What is needed: Reproduce each line from the first in the data through the line that contains "pub fn validate(&self)" exactly; give nothing else.

The data:

· · · · ·

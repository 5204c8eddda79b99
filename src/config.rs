//! JSON configuration file
//!
//! Every field is optional; missing ones keep their defaults. Command-line
//! flags override whatever the file sets.

use crate::game::VerbosityLevel;
use crate::loader::DeckFormat;
use crate::simulation::SimulationConfig;
use crate::synergy::BuilderConfig;
use crate::Result;
use serde::{Deserialize, Serialize};
use std::path::Path;

#[derive(Debug, Clone, Default, PartialEq, Serialize, Deserialize)]
#[serde(default)]
pub struct Config {
    pub simulation: SimulationConfig,
    pub builder: BuilderConfig,
    /// Deck format name ("limited", "constructed", "commander")
    pub format: Option<String>,
    pub verbosity: VerbosityLevel,
}

impl Config {
    pub fn from_json(json: &str) -> Result<Self> {
        let config: Config = serde_json::from_str(json)?;
        config.validate()?;
        Ok(config)
    }

    pub fn validate(&self) -> Result<()> {
        self.simulation.validate()?;
        if let Some(name) = &self.format {
            DeckFormat::by_name(name)?;
        }
        Ok(())
    }

    /// The configured deck format, limited when unset
    pub fn deck_format(&self) -> Result<DeckFormat> {
        match &self.format {
            Some(name) => DeckFormat::by_name(name),
            None => Ok(DeckFormat::limited()),
        }
    }
}

/// Read and validate a config file
pub fn load_config(path: &Path) -> Result<Config> {
    let json = std::fs::read_to_string(path)?;
    Config::from_json(&json)
}
/// Deduplicate terms preserving first-seen order.
pub fn distinct_terms(terms: &[String]) -> Vec<String> {
    let mut seen = AHashSet::with_capacity(terms.len());
    terms
        .iter()
        .filter(|term| seen.insert(term.as_str()))
        .cloned()
        .collect()
}

#[cfg(test)]
mod tests {
    use super::*;
    use crate::analysis::KeywordAnalyzer;
    use crate::index::IndexBuilder;
    use crate::storage::ObjectStorage;

    fn tokens(words: &[&str]) -> Vec<String> {
        words.iter().map(|w| w.to_string()).collect()
    }

    fn build_index(docs: &[(DocId, &[&str])], name: &str) -> (Arc<dyn Storage>, Arc<IndexSnapshot>) {
        let storage = ObjectStorage::new(name);
        let mut builder = IndexBuilder::new();
        for &(doc_id, words) in docs {
            builder.add_doc(doc_id, &tokens(words));
        }
        builder.write_postings(&storage, name).unwrap();
        builder.write_stats(&storage, name).unwrap();
        let snapshot = IndexSnapshot::open(&storage, name, &[name]).unwrap();
        let storage: Arc<dyn Storage> = Arc::new(storage);
        (storage, Arc::new(snapshot))
    }

    fn engine(
        body_docs: &[(DocId, &[&str])],
        title_docs: &[(DocId, &[&str])],
        signals: AuthoritySignals,
        config: FusionConfig,
    ) -> SearchEngine {
        let (body_storage, body_snapshot) = build_index(body_docs, "body");
        let (title_storage, title_snapshot) = build_index(title_docs, "title");

        let titles: AHashMap<DocId, String> = body_docs
            .iter()
            .map(|&(doc_id, _)| (doc_id, format!("Document {doc_id}")))
            .collect();

        SearchEngine::new(
            FieldIndex::new(body_storage, body_snapshot, Bm25Params::default()),
            FieldIndex::new(title_storage, title_snapshot, Bm25Params::default()),
            signals,
            titles,
            config,
            Box::new(KeywordAnalyzer::new()),
        )
    }

    fn text_only_config() -> FusionConfig {
        FusionConfig {
            page_views_weight: 0.0,
            page_rank_weight: 0.0,
            ..FusionConfig::default()
        }
    }

    #[test]
    fn test_distinct_terms_preserves_order() {
        let terms = tokens(&["b", "a", "b", "c", "a"]);
        assert_eq!(distinct_terms(&terms), tokens(&["b", "a", "c"]));
    }

    #[test]
    fn test_five_distinct_terms_make_ten_tasks() {
        let engine = engine(
            &[(1, &["cat"])],
            &[(1, &["cat"])],
            AuthoritySignals::new(),
            FusionConfig::default(),
        );

        let distinct = distinct_terms(&tokens(&["a", "b", "c", "d", "e"]));
        let tasks = engine.retrieval_tasks(&distinct);
        assert_eq!(tasks.len(), 10);

        let body_tasks = tasks.iter().filter(|(f, _)| *f == Field::Body).count();
        let title_tasks = tasks.iter().filter(|(f, _)| *f == Field::Title).count();
        assert_eq!(body_tasks, 5);
        assert_eq!(title_tasks, 5);
    }

    #[test]
    fn test_empty_query_returns_empty() {
        let engine = engine(
            &[(1, &["cat"])],
            &[(1, &["cat"])],
            AuthoritySignals::new(),
            FusionConfig::default(),
        );

        assert!(engine.search_terms(&[]).unwrap().is_empty());
        assert!(engine.search("").unwrap().is_empty());
    }

    #[test]
    fn test_cat_scenario_ranks_doc1_over_doc2() {
        // Corpus of 3 documents with lengths 10, 20, 5; "cat" appears in
        // documents 1 and 2 with frequencies 2 and 1.
        let doc1: Vec<&str> = std::iter::repeat_n("cat", 2).chain(std::iter::repeat_n("x", 8)).collect();
        let doc2: Vec<&str> = std::iter::repeat_n("cat", 1).chain(std::iter::repeat_n("y", 19)).collect();
        let doc3: Vec<&str> = std::iter::repeat_n("z", 5).collect();

        let engine = engine(
            &[(1, &doc1), (2, &doc2), (3, &doc3)],
            &[(1, &["alpha"]), (2, &["beta"]), (3, &["gamma"])],
            AuthoritySignals::new(),
            text_only_config(),
        );

        let hits = engine.search_terms(&tokens(&["cat"])).unwrap();
        assert_eq!(hits.len(), 2);
        assert_eq!(hits[0].doc_id, 1);
        assert_eq!(hits[1].doc_id, 2);
        assert!(hits[0].score > hits[1].score);
    }

    #[test]
    fn test_unknown_term_yields_no_candidates() {
        let engine = engine(
            &[(1, &["cat"])],
            &[(1, &["cat"])],
            AuthoritySignals::new(),
            FusionConfig::default(),
        );

        let hits = engine.search_terms(&tokens(&["unicorn"])).unwrap();
        assert!(hits.is_empty());
    }

    #[test]
    fn test_document_in_one_index_only() {
        // "cat" matches doc 1 in the body index and doc 2 in the title
        // index; each uses 0 for the missing field's score.
        let engine = engine(
            &[(1, &["cat", "dog"]), (2, &["dog", "dog"])],
            &[(1, &["other"]), (2, &["cat"])],
            AuthoritySignals::new(),
            text_only_config(),
        );

        let hits = engine.search_terms(&tokens(&["cat"])).unwrap();
        let ids: Vec<DocId> = hits.iter().map(|h| h.doc_id).collect();
        assert!(ids.contains(&1));
        assert!(ids.contains(&2));
    }

    #[test]
    fn test_fold_is_order_independent() {
        let engine = engine(
            &[(1, &["cat", "dog"]), (2, &["cat"]), (3, &["dog", "dog"])],
            &[(1, &["cat"]), (3, &["dog"])],
            AuthoritySignals::new(),
            FusionConfig::default(),
        );

        let distinct = distinct_terms(&tokens(&["cat", "dog"]));
        let body_idf = engine.body.bm25.idf(&distinct);
        let title_idf = engine.title.bm25.idf(&distinct);

        let mut retrievals = Vec::new();
        for (field, term) in engine.retrieval_tasks(&distinct) {
            let index = engine.field(field);
            let postings = index
                .snapshot
                .read_posting_list(index.storage.as_ref(), &term)
                .unwrap();
            retrievals.push((field, term, postings));
        }

        let baseline = engine.fold_retrievals(retrievals.clone(), &body_idf, &title_idf);

        let mut reversed = retrievals.clone();
        reversed.reverse();
        let folded = engine.fold_retrievals(reversed, &body_idf, &title_idf);
        assert_eq!(baseline.0, folded.0);
        assert_eq!(baseline.1, folded.1);

        // An interleaving permutation as well.
        let mut interleaved = Vec::new();
        let mid = retrievals.len() / 2;
        let (front, back) = retrievals.split_at(mid);
        for (a, b) in back.iter().zip(front.iter()) {
            interleaved.push(b.clone());
            interleaved.push(a.clone());
        }
        for rest in back.iter().skip(front.len()) {
            interleaved.push(rest.clone());
        }
        let folded = engine.fold_retrievals(interleaved, &body_idf, &title_idf);
        assert_eq!(baseline.0, folded.0);
        assert_eq!(baseline.1, folded.1);
    }

    #[test]
    fn test_authority_signals_break_text_ties() {
        let mut views = AHashMap::new();
        views.insert(2u32, 9_999u64);

        let engine = engine(
            // Identical body text: identical BM25 scores.
            &[(1, &["cat", "dog"]), (2, &["cat", "dog"])],
            &[(1, &["one"]), (2, &["two"])],
            AuthoritySignals::from_parts(views, AHashMap::new()),
            FusionConfig::default(),
        );

        let hits = engine.search_terms(&tokens(&["cat"])).unwrap();
        assert_eq!(hits[0].doc_id, 2);
    }

    #[test]
    fn test_tied_scores_keep_doc_id_order() {
        let engine = engine(
            &[(5, &["cat"]), (2, &["cat"]), (9, &["cat"])],
            &[(5, &["a"]), (2, &["b"]), (9, &["c"])],
            AuthoritySignals::new(),
            text_only_config(),
        );

        // All three documents have identical statistics, so their fused
        // scores tie exactly.
        let hits = engine.search_terms(&tokens(&["cat"])).unwrap();
        let ids: Vec<DocId> = hits.iter().map(|h| h.doc_id).collect();
        assert_eq!(ids, vec![2, 5, 9]);
    }

    #[test]
    fn test_max_results_truncates() {
        let docs: Vec<(DocId, Vec<&str>)> = (1..=20).map(|id| (id, vec!["cat"])).collect();
        let doc_refs: Vec<(DocId, &[&str])> =
            docs.iter().map(|(id, words)| (*id, words.as_slice())).collect();

        let config = FusionConfig {
            max_results: 5,
            ..text_only_config()
        };
        let engine = engine(&doc_refs, &[(1, &["x"])], AuthoritySignals::new(), config);

        let hits = engine.search_terms(&tokens(&["cat"])).unwrap();
        assert_eq!(hits.len(), 5);
    }

    #[test]
    fn test_titles_resolved_on_hits() {
        let engine = engine(
            &[(1, &["cat"])],
            &[(1, &["cat"])],
            AuthoritySignals::new(),
            text_only_config(),
        );

        let hits = engine.search_terms(&tokens(&["cat"])).unwrap();
        assert_eq!(hits[0].title, "Document 1");
    }
}
//! Command line interface for the Xiphos search engine.

pub mod args;
pub mod commands;
//! Command execution logic for the Xiphos CLI.

use std::fs::File;
use std::io::{BufRead, BufReader};
use std::sync::Arc;

use ahash::AHashMap;
use serde::{Deserialize, Serialize};

use crate::analysis::{Analyzer, StandardAnalyzer};
use crate::authority::AuthoritySignals;
use crate::cli::args::{BuildArgs, Command, SearchArgs, StatsArgs, XiphosArgs};
use crate::error::Result;
use crate::index::{IndexBuilder, IndexSnapshot, IndexStats};
use crate::postings::DocId;
use crate::ranking::Bm25Params;
use crate::search::{FieldIndex, FusionConfig, SearchEngine};
use crate::storage::{FileStorage, Storage};

/// Subdirectory holding the body index.
const BODY_DIR: &str = "body_index";
/// Subdirectory holding the title index.
const TITLE_DIR: &str = "title_index";
/// Logical name of the body index.
const BODY_INDEX: &str = "body";
/// Logical name of the title index.
const TITLE_INDEX: &str = "title";
/// Blob name of the persisted id-to-title map.
const TITLES_FILE: &str = "titles.bin";

/// One corpus document as read from the JSONL input.
#[derive(Debug, Deserialize, Serialize)]
struct DocRecord {
    id: DocId,
    title: String,
    body: String,
}

/// Execute the parsed command.
pub fn execute_command(args: XiphosArgs) -> Result<()> {
    match args.command {
        Command::Build(build_args) => execute_build(build_args),
        Command::Search(search_args) => execute_search(search_args),
        Command::Stats(stats_args) => execute_stats(stats_args),
    }
}

fn execute_build(args: BuildArgs) -> Result<()> {
    log::info!("building indexes from {}", args.docs_file.display());
    let analyzer = StandardAnalyzer::new();

    let mut body_builder = IndexBuilder::new();
    let mut title_builder = IndexBuilder::new();
    let mut titles: AHashMap<DocId, String> = AHashMap::new();

    let file = File::open(&args.docs_file)?;
    for line in BufReader::new(file).lines() {
        let line = line?;
        if line.trim().is_empty() {
            continue;
        }
        let doc: DocRecord = serde_json::from_str(&line)?;

        body_builder.add_doc(doc.id, &analyzer.analyze(&doc.body));
        title_builder.add_doc(doc.id, &analyzer.analyze(&doc.title));
        titles.insert(doc.id, doc.title);
    }

    log::debug!(
        "flushing {} documents to {}",
        body_builder.doc_count(),
        args.index_dir.display()
    );
    let body_storage = FileStorage::new(args.index_dir.join(BODY_DIR))?;
    body_builder.write_postings(&body_storage, BODY_INDEX)?;
    body_builder.write_stats(&body_storage, BODY_INDEX)?;

    let title_storage = FileStorage::new(args.index_dir.join(TITLE_DIR))?;
    title_builder.write_postings(&title_storage, TITLE_INDEX)?;
    title_builder.write_stats(&title_storage, TITLE_INDEX)?;

    let root_storage = FileStorage::new(&args.index_dir)?;
    write_titles(&root_storage, &titles)?;

    println!(
        "Indexed {} documents ({} body terms, {} title terms) into {}",
        body_builder.doc_count(),
        body_builder.total_corpus_terms(),
        title_builder.total_corpus_terms(),
        args.index_dir.display()
    );

    Ok(())
}

fn execute_search(args: SearchArgs) -> Result<()> {
    let engine = open_engine(
        &args,
        FusionConfig {
            body_weight: args.body_weight,
            title_weight: args.title_weight,
            max_results: args.limit,
            ..FusionConfig::default()
        },
    )?;

    let hits = engine.search(&args.query)?;
    println!("{}", serde_json::to_string_pretty(&hits)?);

    Ok(())
}

fn execute_stats(args: StatsArgs) -> Result<()> {
    for (dir, name) in [(BODY_DIR, BODY_INDEX), (TITLE_DIR, TITLE_INDEX)] {
        let storage = FileStorage::new(args.index_dir.join(dir))?;
        let stats = IndexStats::read(&storage, name)?;
        println!(
            "{name}: {} documents, {} corpus terms, {} distinct terms",
            stats.doc_count,
            stats.total_corpus_terms,
            stats.df.len()
        );
    }
    Ok(())
}

fn open_engine(args: &SearchArgs, config: FusionConfig) -> Result<SearchEngine> {
    log::debug!("opening index at {}", args.index_dir.display());
    let body_storage: Arc<dyn Storage> =
        Arc::new(FileStorage::new(args.index_dir.join(BODY_DIR))?);
    let title_storage: Arc<dyn Storage> =
        Arc::new(FileStorage::new(args.index_dir.join(TITLE_DIR))?);

    let body_snapshot = Arc::new(IndexSnapshot::open(
        body_storage.as_ref(),
        BODY_INDEX,
        &[BODY_INDEX],
    )?);
    let title_snapshot = Arc::new(IndexSnapshot::open(
        title_storage.as_ref(),
        TITLE_INDEX,
        &[TITLE_INDEX],
    )?);

    let root_storage = FileStorage::new(&args.index_dir)?;
    let signals = AuthoritySignals::load(&root_storage)?;
    let titles = read_titles(&root_storage)?;

    Ok(SearchEngine::new(
        FieldIndex::new(body_storage, body_snapshot, Bm25Params::default()),
        FieldIndex::new(title_storage, title_snapshot, Bm25Params::default()),
        signals,
        titles,
        config,
        Box::new(StandardAnalyzer::new()),
    ))
}

fn write_titles(storage: &dyn Storage, titles: &AHashMap<DocId, String>) -> Result<()> {
    let mut output = storage.create_output(TITLES_FILE)?;
    bincode::serialize_into(&mut output, titles)?;
    output.close()?;
    Ok(())
}

fn read_titles(storage: &dyn Storage) -> Result<AHashMap<DocId, String>> {
    if !storage.file_exists(TITLES_FILE) {
        return Ok(AHashMap::new());
    }
    let mut input = storage.open_input(TITLES_FILE)?;
    let titles = bincode::deserialize_from(&mut input)?;
    Ok(titles)
}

· · · · ·

Task response:
repository 5204c8eddda79b99
filename src/config.rs
//! JSON configuration file
//!
//! Every field is optional; missing ones keep their defaults. Command-line
//! flags override whatever the file sets.

use crate::game::VerbosityLevel;
use crate::loader::DeckFormat;
use crate::simulation::SimulationConfig;
use crate::synergy::BuilderConfig;
use crate::Result;
use serde::{Deserialize, Serialize};
use std::path::Path;

#[derive(Debug, Clone, Default, PartialEq, Serialize, Deserialize)]
#[serde(default)]
pub struct Config {
    pub simulation: SimulationConfig,
    pub builder: BuilderConfig,
    /// Deck format name ("limited", "constructed", "commander")
    pub format: Option<String>,
    pub verbosity: VerbosityLevel,
}

impl Config {
    pub fn from_json(json: &str) -> Result<Self> {
        let config: Config = serde_json::from_str(json)?;
        config.validate()?;
        Ok(config)
    }

    pub fn validate(&self) -> Result<()> {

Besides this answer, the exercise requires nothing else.